LAPORAN KASUS: SUATU KASUS TERDUGA NEUROSISTISERKOSIS DENGAN GAMBARAN SISTISERKUS MULTISTADIUM PADA SEORANG LAKI-LAKI DARI PAPUA, INDONESIA

CASE REPORT: A SUSPECTED NEURCYSTICERCOSIS CASE WITH MULTI-STAGE CYSTICERCUS IN A MALE FROM PAPUA, INDONESIA

Penulis

  • Kennytha Yoesdyanto Resident, Neurology Program
  • Jeffrey James Suatan Resident, Neurology Program
  • Junita Maja Pertiwi Staff, Neurobehavior & Neurorestorative Division
  • Rizal Tumewah Staff, Movement Disorder Division
  • Roosje C. Kotambunan Staff, Neuroinfection, Neuroimmunology, and Neuro-AIDS Division. Neurology Department Faculty of Medicine Universitas Sam Ratulangi/R.D. Kandou Hospital Manado, Indonesia
  • Arthur H.P. Mawuntu Staff, Neuroinfection, Neuroimmunology, and Neuro-AIDS Division. Neurology Department Faculty of Medicine Universitas Sam Ratulangi/R.D. Kandou Hospital Manado, Indonesia

Kata Kunci:

Neurocysticercosis

Abstrak

Pendahuluan: Neurosistiserkosis merupakan infeksi parasitik susunan saraf pusat akibat parasit Taenia solium. Meskipun sudah jarang ditemukan di Manado tetapi kasusnya pada pendatang dari daerah endemik harus selalu dipertimbangkan. Penatalaksanaan neurosistiserkosis harus dilakukan secara berhati-hati, terutama pemberian antelmentik, karena dapat menyebabkan perburukan klinis. Laporan Kasus: Seorang laki-laki, berusia 22 tahun, berasal dari Papua, datang ke klinik kami dengan keluhan kejang fokal yang terjadi sejak satu tahun yang lalu dan terakhir dirasakan satu bulan lalu. Pasien memiliki riwayat kebiasaan memakan daging babi yang kurang matang. Pemeriksaan fisik dalam batas normal. Pada pemeriksaan neurobehavior didapatkan gangguan lobus frontalis. Pemeriksaan CT scan kepala memperlihatkan gambaran yang sugestif neurosistiserkosis multistadium. Dibuat diagnosis probabel neurosistiserkosis. Pasien diberikan albendazol 200mg per 12 jam dan fenitoin 100mg per 12 jam.
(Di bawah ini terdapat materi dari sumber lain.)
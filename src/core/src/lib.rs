//! # ptloader core
//!
//! Shared types, the backend module trait, and the module registry for the
//! ptloader group resolution daemon.
//!
//! A request carries one [`Identity`]; the selected [`PtsModule`] turns it
//! into an opaque [`AuthorizationState`] or a diagnostic reply.

pub mod error;
pub mod protocol;
pub mod registry;
pub mod traits;
pub mod types;

// Re-export commonly used types
pub use error::{PtsError, Result, SizeError};
pub use protocol::{Reply, MAXKEY, SIZE_FIELD_LEN};
pub use registry::{ActiveModule, ModuleRegistry};
pub use traits::{PtsModule, Resolution};
pub use types::{AuthorizationState, Identity};
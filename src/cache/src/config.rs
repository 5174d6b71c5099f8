//! Cache configuration

use serde::{Deserialize, Serialize};
use std::fmt;

/// Default file name joined to the configuration directory
pub const DEFAULT_FILENAME: &str = "ptscache.db";

/// Storage engine behind the cache
#[derive(Debug, Clone, Copy, PartialEq, Eq, Serialize, Deserialize)]
#[serde(rename_all = "lowercase")]
pub enum CacheBackend {
    Sled,
    RocksDb,
    Memory,
}

impl fmt::Display for CacheBackend {
    fn fmt(&self, f: &mut fmt::Formatter<'_>) -> fmt::Result {
        let name = match self {
            CacheBackend::Sled => "sled",
            CacheBackend::RocksDb => "rocksdb",
            CacheBackend::Memory => "memory",
        };
        f.write_str(name)
    }
}

/// `[cache]` section of the loader configuration
#[derive(Debug, Clone, Serialize, Deserialize)]
pub struct CacheConfig {
    #[serde(default = "default_backend")]
    pub backend: CacheBackend,

    /// File name under the configuration directory
    #[serde(default = "default_filename")]
    pub filename: String,

    /// Flush to disk after every upsert
    #[serde(default = "default_true")]
    pub flush_on_write: bool,
}

impl Default for CacheConfig {
    fn default() -> Self {
        Self {
            backend: default_backend(),
            filename: default_filename(),
            flush_on_write: true,
        }
    }
}

fn default_backend() -> CacheBackend { CacheBackend::Sled }
fn default_filename() -> String { DEFAULT_FILENAME.to_string() }
fn default_true() -> bool { true }
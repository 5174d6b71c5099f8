//! Error types shared by the ptloader crates

use thiserror::Error;

pub type Result<T> = std::result::Result<T, PtsError>;

/// Request length outside `1..MAXKEY`
#[derive(Debug, Clone, Copy, PartialEq, Eq, Error)]
pub enum SizeError {
    #[error("zero request size")]
    Zero,

    #[error("request size {size} is not below the key limit {max}")]
    TooLarge { size: usize, max: usize },
}

/// Module selection and state encoding errors
#[derive(Debug, Error)]
pub enum PtsError {
    /// No compiled-in module carries the configured name
    #[error("PTS module {0} not supported")]
    UnsupportedModule(String),

    /// A module failed its one-time initialization
    #[error("PTS module {module} failed to initialize: {reason}")]
    ModuleInit { module: String, reason: String },

    /// Authorization state encoding errors
    #[error("Serialization error: {0}")]
    Serialization(String),
}

impl PtsError {
    /// Create a module initialization error
    pub fn module_init<M: Into<String>, R: Into<String>>(module: M, reason: R) -> Self {
        PtsError::ModuleInit {
            module: module.into(),
            reason: reason.into(),
        }
    }

    /// Create a serialization error
    pub fn serialization<S: Into<String>>(msg: S) -> Self {
        PtsError::Serialization(msg.into())
    }
}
Selama satu bulan pengobatan tidak ditemukan demam, kejang, dan nyeri kepala. Namun demikian pemeriksaan neurobehaviour kontrol tetap menunjukkan gangguan lobus frontalis. Diskusi: Bangkitan dan gangguan fungsi luhur menjadi manifestasi klinis neurosistiserkosis pada pasien ini. Hasil pencitraan menunjukkan lesi yang sugestif neurosistiserkosis tetapi diagnosis definit tidak bisa ditegakkan. Pemberian antelmentik masih menjadi kontroversi, termasuk pada kasus ini, yang menunjukkan gambaran multistadium. Namun demikian, pemberian antelmentik pada pasien tidak memperlihatkan perburukan hingga satu bulan setelah terapi. Kesimpulan: Pada pasien yang memiliki pencitraan neurologis dan gambaran klinis yang sesuai disertai adanya faktor risiko, diagnosis neurosistiserkosis perlu dipikirkan terlebih dahulu karena keterbatasan fasilitas diagnostik. Pada neurosistiserkosis multistadium dapat diberikan terapi antelmentik dengan memperhatikan risiko perburukan klinis.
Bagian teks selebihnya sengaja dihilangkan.